Story Stopping – oder: Magie der empirischen Produktentwicklung

Das klassische Vorgehen der Software-Entwicklung funktioniert aufgabengetrieben. Ein Kunde äußert einen Wunsch und erhält dazu ein Angebot. Sind die Rahmenbedingungen abgestimmt, wandert der Wunsch in die Entwicklungsabteilung. Dort werden die Aufgaben stapelweise abgearbeitet. Fehler und länger abgelegte Features haben häufig Vorrang. Je nach Auslastung und Kapazität kann es also einige Monate dauern, bis ein Kundenwunsch angegangen wird – ein Zeitraum, in dem viel passieren kann.

In einem agilen Entwicklungsprozess ist das etwas anders.
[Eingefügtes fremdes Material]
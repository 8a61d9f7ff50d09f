//! Standardizes isolation forest scores, ranks users, and assigns risk levels.

use crate::config::RiskConfig;
use crate::model::StandardScaler;
use serde::{Deserialize, Serialize};

#[derive(Debug, Clone, Copy, PartialEq, Eq, PartialOrd, Ord, Serialize, Deserialize)]
#[serde(rename_all = "snake_case")]
pub enum RiskLevel {
    Low,
    Medium,
    High,
}

impl RiskLevel {
    pub fn from_score(score: f64, config: &RiskConfig) -> Self {
        if score >= config.high_threshold {
            RiskLevel::High
        } else if score >= config.medium_threshold {
            RiskLevel::Medium
        } else {
            RiskLevel::Low
        }
    }

    pub fn as_str(&self) -> &'static str {
        match self {
            RiskLevel::Low => "low",
            RiskLevel::Medium => "medium",
            RiskLevel::High => "high",
        }
    }
}

/// Ranking row for a single user
#[derive(Debug, Clone, PartialEq, Serialize, Deserialize)]
pub struct RiskResult {
    pub user: String,
    /// Standardized isolation forest score
    pub isolation_forest: f64,
    /// Raw isolation forest score in (0, 1]
    pub raw_score: f64,
    /// Inside the contamination tail
    pub anomaly: bool,
    /// Supervised insider probability, when labels were supplied
    #[serde(skip_serializing_if = "Option::is_none")]
    pub random_forest: Option<f64>,
    pub rank: usize,
    pub level: RiskLevel,
}

pub struct RiskEngine {
    config: RiskConfig,
}

impl RiskEngine {
    pub fn new(config: RiskConfig) -> Self {
        Self { config }
    }

    /// Rank users by standardized score, highest first; ties go to the
    /// lexicographically smaller user. Ranks start at 1.
    pub fn rank(
        &self,
        users: &[String],
        raw_scores: &[f64],
        threshold: Option<f64>,
        supervised: Option<&[f64]>,
    ) -> Vec<RiskResult> {
        let z = StandardScaler::fit_transform(raw_scores);
        let mut results: Vec<RiskResult> = users
            .iter()
            .zip(raw_scores.iter().zip(z))
            .enumerate()
            .map(|(i, (user, (raw, z)))| {
                let anomaly = threshold.is_some_and(|t| *raw >= t);
                let mut level = RiskLevel::from_score(z, &self.config);
                if anomaly {
                    level = level.max(RiskLevel::Medium);
                }
                RiskResult {
                    user: user.clone(),
                    isolation_forest: z,
                    raw_score: *raw,
                    anomaly,
                    random_forest: supervised.and_then(|s| s.get(i).copied()),
                    rank: 0,
                    level,
                }
            })
            .collect();

        results.sort_by(|a, b| {
            b.isolation_forest
                .total_cmp(&a.isolation_forest)
                .then_with(|| a.user.cmp(&b.user))
        });
        for (i, r) in results.iter_mut().enumerate() {
            r.rank = i + 1;
        }
        results
    }

    pub fn config(&self) -> &RiskConfig {
        &self.config
    }
}
//! SQLite-backed snapshot store with AES-GCM encryption of the serialized model payload.
//! Key derived from a local secret (env var; placeholder when unset).

use crate::error::{Error, Result};
use crate::pipeline::Snapshot;
use aes_gcm::{
    aead::{Aead, KeyInit},
    Aes256Gcm,
};
use base64::{engine::general_purpose::STANDARD as BASE64, Engine as _};
use rand::RngCore;
use rusqlite::{params, Connection, OptionalExtension};
use std::path::Path;
use std::sync::Mutex;

const NONCE_LEN: usize = 12;
const KEY_LEN: usize = 32;

fn derive_key(seed: &[u8]) -> [u8; KEY_LEN] {
    use ring::digest;
    let mut out = [0u8; KEY_LEN];
    let h = digest::digest(&digest::SHA256, seed);
    out[..h.as_ref().len().min(KEY_LEN)].copy_from_slice(h.as_ref());
    out
}

fn encrypt(key: &[u8; KEY_LEN], plaintext: &[u8]) -> Result<String> {
    let cipher = Aes256Gcm::new_from_slice(key).map_err(|e| Error::Crypto(e.to_string()))?;
    let mut nonce = [0u8; NONCE_LEN];
    rand::thread_rng().fill_bytes(&mut nonce);
    let ciphertext = cipher
        .encrypt((&nonce).into(), plaintext)
        .map_err(|_| Error::Crypto("encryption failed".into()))?;
    let mut out = nonce.to_vec();
    out.extend(ciphertext);
    Ok(BASE64.encode(&out))
}

fn decrypt(key: &[u8; KEY_LEN], encoded: &str) -> Result<Vec<u8>> {
    let raw = BASE64
        .decode(encoded)
        .map_err(|e| Error::Crypto(e.to_string()))?;
    if raw.len() < NONCE_LEN {
        return Err(Error::Crypto("payload too short".into()));
    }
    let (nonce, ct) = raw.split_at(NONCE_LEN);
    let cipher = Aes256Gcm::new_from_slice(key).map_err(|e| Error::Crypto(e.to_string()))?;
    cipher
        .decrypt(nonce.into(), ct)
        .map_err(|_| Error::Crypto("decryption failed; wrong store secret?".into()))
}

pub struct SecureStore {
    conn: Mutex<Connection>,
    key: [u8; KEY_LEN],
}

impl SecureStore {
    /// Open or create DB at path, creating parent directories.
    pub fn open(path: &Path, secret: &[u8]) -> Result<Self> {
        if let Some(parent) = path.parent().filter(|p| !p.as_os_str().is_empty()) {
            std::fs::create_dir_all(parent)?;
        }
        let conn = Connection::open(path)?;
        conn.execute_batch(
            r#"
            CREATE TABLE IF NOT EXISTS snapshots (
                id TEXT PRIMARY KEY,
                created_at INTEGER NOT NULL,
                fingerprint TEXT NOT NULL,
                users INTEGER NOT NULL,
                payload_enc TEXT NOT NULL
            );
            CREATE INDEX IF NOT EXISTS idx_snapshots_created ON snapshots(created_at);
            "#,
        )?;
        Ok(Self {
            conn: Mutex::new(conn),
            key: derive_key(secret),
        })
    }

    fn conn(&self) -> Result<std::sync::MutexGuard<'_, Connection>> {
        self.conn
            .lock()
            .map_err(|_| Error::Store("connection lock poisoned".into()))
    }

    /// Insert snapshot (payload stored encrypted)
    pub fn save_snapshot(&self, snapshot: &Snapshot) -> Result<()> {
        let payload = serde_json::to_vec(snapshot)?;
        let enc = encrypt(&self.key, &payload)?;
        self.conn()?.execute(
            "INSERT OR REPLACE INTO snapshots (id, created_at, fingerprint, users, payload_enc) VALUES (?1, ?2, ?3, ?4, ?5)",
            params![
                snapshot.id,
                snapshot.created_at,
                snapshot.fingerprint,
                snapshot.features.len() as i64,
                enc
            ],
        )?;
        Ok(())
    }

    /// Most recent snapshot, decrypted
    pub fn latest_snapshot(&self) -> Result<Option<Snapshot>> {
        let enc: Option<String> = self
            .conn()?
            .query_row(
                "SELECT payload_enc FROM snapshots ORDER BY created_at DESC, rowid DESC LIMIT 1",
                [],
                |row| row.get(0),
            )
            .optional()?;
        let Some(enc) = enc else {
            return Ok(None);
        };
        let plain = decrypt(&self.key, &enc)?;
        Ok(Some(serde_json::from_slice(&plain)?))
    }

    pub fn snapshot_count(&self) -> Result<u64> {
        let n: i64 = self
            .conn()?
            .query_row("SELECT COUNT(*) FROM snapshots", [], |row| row.get(0))?;
        Ok(n as u64)
    }

    /// Retention: keep the `keep` newest snapshots, delete the rest
    pub fn prune_keep(&self, keep: usize) -> Result<u64> {
        let n = self.conn()?.execute(
            "DELETE FROM snapshots WHERE rowid NOT IN (
                SELECT rowid FROM snapshots ORDER BY created_at DESC, rowid DESC LIMIT ?1
            )",
            params![keep as i64],
        )?;
        Ok(n as u64)
    }
}
//! Structured logging setup and NDJSON output.

mod format;

pub use format::{RankingEvent, StructuredLogger};
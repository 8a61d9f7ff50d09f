//! Encrypted local storage for trained model snapshots.

mod encrypted;

pub use encrypted::SecureStore;

use crate::config::StoreConfig;
use tracing::warn;

const PLACEHOLDER_SECRET: &[u8] = b"insider-threat-local-secret";

/// Store secret from the configured env var, or a fixed local placeholder.
pub fn store_secret(config: &StoreConfig) -> Vec<u8> {
    match std::env::var(&config.secret_env) {
        Ok(v) if !v.is_empty() => v.into_bytes(),
        _ => {
            warn!(env = %config.secret_env, "store secret not set; using local placeholder");
            PLACEHOLDER_SECRET.to_vec()
        }
    }
}
//! Known-insider labels for the supervised model.

use crate::error::{Error, Result};
use std::collections::HashSet;
use std::path::Path;

/// Users marked as insiders. With an `insider` or `label` column only `1`,
/// `true` and `yes` (any case) are positive; without one every listed user is.
pub fn load_labels(path: &Path) -> Result<HashSet<String>> {
    let mut reader = csv::ReaderBuilder::new().flexible(true).from_path(path)?;
    let headers: Vec<String> = reader
        .headers()?
        .iter()
        .map(|h| h.trim().to_ascii_lowercase())
        .collect();
    let user_idx = ["user", "employee", "user_id", "actor"]
        .iter()
        .find_map(|name| headers.iter().position(|h| h == name))
        .ok_or_else(|| Error::Config(format!("labels file {} has no user column", path.display())))?;
    let label_idx = ["insider", "label"]
        .iter()
        .find_map(|name| headers.iter().position(|h| h == name));

    let mut positives = HashSet::new();
    for row in reader.records() {
        let row = row?;
        let Some(user) = row.get(user_idx).map(str::trim).filter(|u| !u.is_empty()) else {
            continue;
        };
        let positive = match label_idx.and_then(|i| row.get(i)) {
            Some(v) => matches!(v.trim().to_ascii_lowercase().as_str(), "1" | "true" | "yes"),
            None => true,
        };
        if positive {
            positives.insert(user.to_string());
        }
    }
    Ok(positives)
}
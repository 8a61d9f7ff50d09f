//! Undirected sender/recipient graph built from e-mail records, with centrality metrics.

use crate::ingest::{LogRecord, RecordDetail};
use petgraph::graph::{NodeIndex, UnGraph};
use std::collections::{HashMap, VecDeque};

pub struct EmailGraph {
    graph: UnGraph<String, ()>,
    index: HashMap<String, NodeIndex>,
}

impl Default for EmailGraph {
    fn default() -> Self {
        Self::new()
    }
}

impl EmailGraph {
    pub fn new() -> Self {
        Self {
            graph: UnGraph::new_undirected(),
            index: HashMap::new(),
        }
    }

    pub fn from_records(records: &[LogRecord]) -> Self {
        let mut g = Self::new();
        for r in records {
            if let RecordDetail::Email { recipients, .. } = &r.detail {
                for to in recipients {
                    g.add_edge(&r.user, to);
                }
            }
        }
        g
    }

    fn node(&mut self, name: &str) -> NodeIndex {
        if let Some(idx) = self.index.get(name) {
            return *idx;
        }
        let idx = self.graph.add_node(name.to_string());
        self.index.insert(name.to_string(), idx);
        idx
    }

    /// Parallel edges collapse; self-loops only register the node.
    pub fn add_edge(&mut self, a: &str, b: &str) {
        let ia = self.node(a);
        let ib = self.node(b);
        if ia != ib {
            self.graph.update_edge(ia, ib, ());
        }
    }

    pub fn node_count(&self) -> usize {
        self.graph.node_count()
    }

    pub fn edge_count(&self) -> usize {
        self.graph.edge_count()
    }

    pub fn contains(&self, name: &str) -> bool {
        self.index.contains_key(name)
    }

    /// `deg(v) / (n - 1)`; all zero when the graph has at most one node.
    pub fn degree_centrality(&self) -> HashMap<String, f64> {
        let n = self.graph.node_count();
        self.graph
            .node_indices()
            .map(|v| {
                let c = if n <= 1 {
                    0.0
                } else {
                    self.graph.neighbors(v).count() as f64 / (n - 1) as f64
                };
                (self.graph[v].clone(), c)
            })
            .collect()
    }

    /// Brandes' algorithm on the unweighted undirected graph, normalized by
    /// `2 / ((n - 1)(n - 2))`. All zero when `n <= 2`.
    pub fn betweenness_centrality(&self) -> HashMap<String, f64> {
        let n = self.graph.node_count();
        let mut bc = vec![0.0f64; n];
        let mut stack: Vec<NodeIndex> = Vec::with_capacity(n);
        let mut preds: Vec<Vec<NodeIndex>> = vec![Vec::new(); n];
        let mut sigma = vec![0.0f64; n];
        let mut dist = vec![-1i64; n];
        let mut delta = vec![0.0f64; n];
        let mut queue = VecDeque::with_capacity(n);

        // Buffers are shared across sources; each visited node is reset as it
        // leaves the stack, so untouched components cost nothing.
        for s in self.graph.node_indices() {
            sigma[s.index()] = 1.0;
            dist[s.index()] = 0;

            queue.push_back(s);
            while let Some(v) = queue.pop_front() {
                stack.push(v);
                for w in self.graph.neighbors(v) {
                    if dist[w.index()] < 0 {
                        dist[w.index()] = dist[v.index()] + 1;
                        queue.push_back(w);
                    }
                    if dist[w.index()] == dist[v.index()] + 1 {
                        sigma[w.index()] += sigma[v.index()];
                        preds[w.index()].push(v);
                    }
                }
            }

            while let Some(w) = stack.pop() {
                let dw = delta[w.index()];
                let sw = sigma[w.index()];
                for v in &preds[w.index()] {
                    delta[v.index()] += sigma[v.index()] / sw * (1.0 + dw);
                }
                if w != s {
                    bc[w.index()] += delta[w.index()];
                }
                preds[w.index()].clear();
                sigma[w.index()] = 0.0;
                dist[w.index()] = -1;
                delta[w.index()] = 0.0;
            }
        }

        // Each pair is counted from both endpoints; the halving folds into the scale.
        let scale = if n > 2 {
            1.0 / ((n - 1) as f64 * (n - 2) as f64)
        } else {
            0.0
        };
        self.graph
            .node_indices()
            .map(|v| (self.graph[v].clone(), bc[v.index()] * scale))
            .collect()
    }
}
//! Per-user, per-day activity counts for trend inspection.

use crate::ingest::{LogSet, LogSource};
use chrono::NaiveDate;
use serde::{Deserialize, Serialize};
use std::collections::BTreeMap;

#[derive(Debug, Clone, PartialEq, Serialize, Deserialize)]
pub struct DailyActivity {
    /// ISO date, `YYYY-MM-DD`
    pub date: String,
    pub logons: u32,
    pub files: u32,
    pub usb: u32,
    pub emails: u32,
    pub activity_count: u32,
    pub mean_risk: f64,
    pub anomaly: bool,
    pub user: String,
}

/// Outer-joined daily counts for `user`, ordered by date. Days whose total
/// activity sits more than `anomaly_z` standard deviations above the user's
/// mean are flagged.
pub fn daily_activity(logs: &LogSet, user: &str, mean_risk: f64, anomaly_z: f64) -> Vec<DailyActivity> {
    let mut days: BTreeMap<NaiveDate, [u32; 4]> = BTreeMap::new();
    for (slot, source) in LogSource::ALL.iter().enumerate() {
        for r in logs.records(*source).iter().filter(|r| r.user == user) {
            if let Some(date) = r.date() {
                days.entry(date).or_insert([0; 4])[slot] += 1;
            }
        }
    }

    let totals: Vec<f64> = days.values().map(|c| c.iter().sum::<u32>() as f64).collect();
    let cutoff = anomaly_cutoff(&totals, anomaly_z);

    days.into_iter()
        .map(|(date, [logons, device, emails, files])| {
            let activity_count = logons + device + emails + files;
            DailyActivity {
                date: date.format("%Y-%m-%d").to_string(),
                logons,
                files,
                usb: device,
                emails,
                activity_count,
                mean_risk,
                anomaly: cutoff.is_some_and(|c| activity_count as f64 > c),
                user: user.to_string(),
            }
        })
        .collect()
}

fn anomaly_cutoff(totals: &[f64], z: f64) -> Option<f64> {
    if totals.len() < 2 {
        return None;
    }
    let n = totals.len() as f64;
    let mean = totals.iter().sum::<f64>() / n;
    let var = totals.iter().map(|t| (t - mean).powi(2)).sum::<f64>() / n;
    let std = var.sqrt();
    if std == 0.0 {
        return None;
    }
    Some(mean + z * std)
}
Hier gibt es ein verantwortliches Teammitglied, das sich kontinuierlich um Kundenwünsche kümmert, analysiert und sie beobachtet. Der Product Owner hält die Hand darauf. Bleibt eine Aufgabe längere Zeit liegen, kann er sie im Entwicklungsteam forcieren oder mit dem Kunden Rücksprache halten: „Ist diese Aufgabe noch wichtig?“

productOwner

Alle drei bis vier Wochen haben der Product Owner, das Team und der Kunde die Möglichkeit, die Aufgaben für den nächsten Sprint zu vereinbaren. Durch empirisches Vorgehen ist klar, was das Team in einem Sprint schaffen kann und wo einzelne Kunden gerade stehen. Dadurch kann es sein, dass eine eingereichte Aufgabe vor dem Start des nächsten Sprints gar nicht mehr begonnen werden muss. Möglicherweise ist der Kunde derzeit mit frisch gelieferten Features vollends zufrieden, befindet sich in einer Umstellungsphase, oder hat gerade andere wichtigere Projekte. Die damals eingereichte Aufgabe hat also inzwischen einen niedrigeren Wert für ihn. Ein klarer Fall für „story stopping“. Die Aufgabe wird vor dem Starten des nächsten Sprints aus dem Backlog aussortiert. Das ist kein Verlust, sondern ein Gewinn. Das Team erhält die Möglichkeit, sich anderen Features oder höherwertigen Storys zu widmen.

Das ist die Magie der empirischen Produktentwicklung: „The art of maximizing the amount of work not done“. Unnötige Aufgaben, die Teamkapazität kosten und womöglich den Kunden überlasten oder gar verärgern, werden erst gar nicht angegangen.